**WORK TO COMPLETE**
Lines in the data below that contain the word "Deserialize" are to be copied.
BEGIN RECORDS FOR THIS TASK
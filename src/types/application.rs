//! Loan application records

use serde::{Deserialize, Serialize};

/// Numeric columns, in feature-vector order.
pub const NUMERIC_COLUMNS: [&str; 8] = [
    "person_age",
    "person_income",
    "person_emp_exp",
    "loan_amnt",
    "loan_int_rate",
    "loan_percent_income",
    "cb_person_cred_hist_length",
    "credit_score",
];

/// Categorical columns, in feature-vector order.
pub const CATEGORICAL_COLUMNS: [&str; 5] = [
    "person_gender",
    "person_education",
    "person_home_ownership",
    "loan_intent",
    "previous_loan_defaults_on_file",
];

/// Dataset column holding the approval label.
pub const LABEL_COLUMN: &str = "loan_status";

/// One loan application as submitted by an applicant.
#[derive(Debug, Clone, PartialEq, Serialize, Deserialize)]
pub struct LoanApplication {
    /// Client identifier (serving only, never a feature)
    #[serde(default, skip_serializing_if = "Option::is_none")]
    pub client_id: Option<String>,

    /// Age in years
    #[serde(alias = "age")]
    pub person_age: f64,

    /// Gender ("male", "female")
    #[serde(alias = "gender")]
    pub person_gender: String,

    /// Highest education level ("High School", "Bachelor", "Master", ...)
    #[serde(alias = "education")]
    pub person_education: String,

    /// Annual income
    #[serde(alias = "income")]
    pub person_income: f64,

    /// Years of employment
    #[serde(alias = "emp_exp")]
    pub person_emp_exp: f64,

    /// Home ownership ("RENT", "OWN", "MORTGAGE", "OTHER")
    #[serde(alias = "home_ownership")]
    pub person_home_ownership: String,

    /// Requested loan amount
    #[serde(alias = "loan_amount")]
    pub loan_amnt: f64,

    /// Loan purpose ("PERSONAL", "EDUCATION", "MEDICAL", ...)
    #[serde(alias = "loan_purpose")]
    pub loan_intent: String,

    /// Interest rate in percent
    #[serde(alias = "interest_rate")]
    pub loan_int_rate: f64,

    /// Loan amount as a fraction of income
    #[serde(alias = "percent_income")]
    pub loan_percent_income: f64,

    /// Length of credit history in years
    #[serde(alias = "credit_history")]
    pub cb_person_cred_hist_length: f64,

    /// Credit score
    pub credit_score: f64,

    /// Prior default on file ("Yes", "No")
    #[serde(alias = "previous_defaults")]
    pub previous_loan_defaults_on_file: String,
}

impl LoanApplication {
    /// Numeric fields in [`NUMERIC_COLUMNS`] order.
    pub fn numeric_values(&self) -> [f64; 8] {
        [
            self.person_age,
            self.person_income,
            self.person_emp_exp,
            self.loan_amnt,
            self.loan_int_rate,
            self.loan_percent_income,
            self.cb_person_cred_hist_length,
            self.credit_score,
        ]
    }

    /// Categorical fields in [`CATEGORICAL_COLUMNS`] order.
    pub fn categorical_values(&self) -> [&str; 5] {
        [
            &self.person_gender,
            &self.person_education,
            &self.person_home_ownership,
            &self.loan_intent,
            &self.previous_loan_defaults_on_file,
        ]
    }

    /// Attach a client identifier.
    pub fn with_client_id(mut self, client_id: impl Into<String>) -> Self {
        self.client_id = Some(client_id.into());
        self
    }
}

impl Default for LoanApplication {
    /// Defaults pre-filled on the application form.
    fn default() -> Self {
        Self {
            client_id: None,
            person_age: 30.0,
            person_gender: "male".to_string(),
            person_education: "High School".to_string(),
            person_income: 50_000.0,
            person_emp_exp: 5.0,
            person_home_ownership: "RENT".to_string(),
            loan_amnt: 10_000.0,
            loan_intent: "PERSONAL".to_string(),
            loan_int_rate: 10.0,
            loan_percent_income: 0.2,
            cb_person_cred_hist_length: 5.0,
            credit_score: 650.0,
            previous_loan_defaults_on_file: "No".to_string(),
        }
    }
}
//! Business-rule checks run before any prediction

use crate::error::ValidationError;
use crate::types::application::{LoanApplication, CATEGORICAL_COLUMNS, NUMERIC_COLUMNS};
use tracing::warn;

/// Expected value ranges from the application form. Advisory only.
const ADVISORY_RANGES: [(&str, f64, f64); 5] = [
    ("person_age", 18.0, 100.0),
    ("person_emp_exp", 0.0, 50.0),
    ("loan_int_rate", 0.0, 100.0),
    ("cb_person_cred_hist_length", 0.0, 50.0),
    ("credit_score", 300.0, 850.0),
];

/// Length of a client identifier.
const CLIENT_ID_LEN: usize = 8;

/// Check an application against the business rules.
///
/// Out-of-range values are logged but accepted; only the rules below reject:
/// - every numeric field is finite and every categorical field non-empty
/// - a client ID, when present, is exactly 8 ASCII digits
/// - annual income covers the requested loan amount
pub fn validate(application: &LoanApplication) -> Result<(), ValidationError> {
    for (column, value) in NUMERIC_COLUMNS.iter().zip(application.numeric_values()) {
        if !value.is_finite() {
            return Err(ValidationError::NonFinite(*column));
        }
    }

    for (column, value) in CATEGORICAL_COLUMNS
        .iter()
        .zip(application.categorical_values())
    {
        if value.trim().is_empty() {
            return Err(ValidationError::EmptyCategory(*column));
        }
    }

    if let Some(client_id) = &application.client_id {
        if client_id.len() != CLIENT_ID_LEN || !client_id.bytes().all(|b| b.is_ascii_digit()) {
            return Err(ValidationError::InvalidClientId(client_id.clone()));
        }
    }

    if application.person_income < application.loan_amnt {
        return Err(ValidationError::IncomeBelowLoanAmount {
            income: application.person_income,
            loan_amount: application.loan_amnt,
        });
    }

    for (column, value) in advisory_violations(application) {
        warn!(
            client_id = ?application.client_id,
            column = column,
            value = value,
            "Value outside the expected range"
        );
    }

    Ok(())
}

/// Fields outside their advisory range.
pub fn advisory_violations(application: &LoanApplication) -> Vec<(&'static str, f64)> {
    let values = application.numeric_values();
    ADVISORY_RANGES
        .iter()
        .filter_map(|&(column, min, max)| {
            let idx = NUMERIC_COLUMNS.iter().position(|c| *c == column)?;
            let value = values[idx];
            (value < min || value > max).then_some((column, value))
        })
        .collect()
}
//! NATS message consumer for incoming loan applications

use crate::types::application::LoanApplication;
use anyhow::Result;
use async_nats::{Client, Subscriber};
use tracing::info;

/// Consumer for receiving loan applications from NATS
pub struct ApplicationConsumer {
    client: Client,
    subject: String,
}

impl ApplicationConsumer {
    pub fn new(client: Client, subject: &str) -> Self {
        Self {
            client,
            subject: subject.to_string(),
        }
    }

    /// Subscribe to the application subject
    pub async fn subscribe(&self) -> Result<Subscriber> {
        let subscriber = self.client.subscribe(self.subject.clone()).await?;
        info!(subject = %self.subject, "Subscribed to application subject");
        Ok(subscriber)
    }

    pub fn subject(&self) -> &str {
        &self.subject
    }
}

/// Decode one message payload into an application.
pub fn decode(payload: &[u8]) -> serde_json::Result<LoanApplication> {
    serde_json::from_slice(payload)
}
END RECORDS FOR THIS TASK
**REPLY**
use serde::{Deserialize, Serialize};
#[derive(Debug, Clone, PartialEq, Serialize, Deserialize)]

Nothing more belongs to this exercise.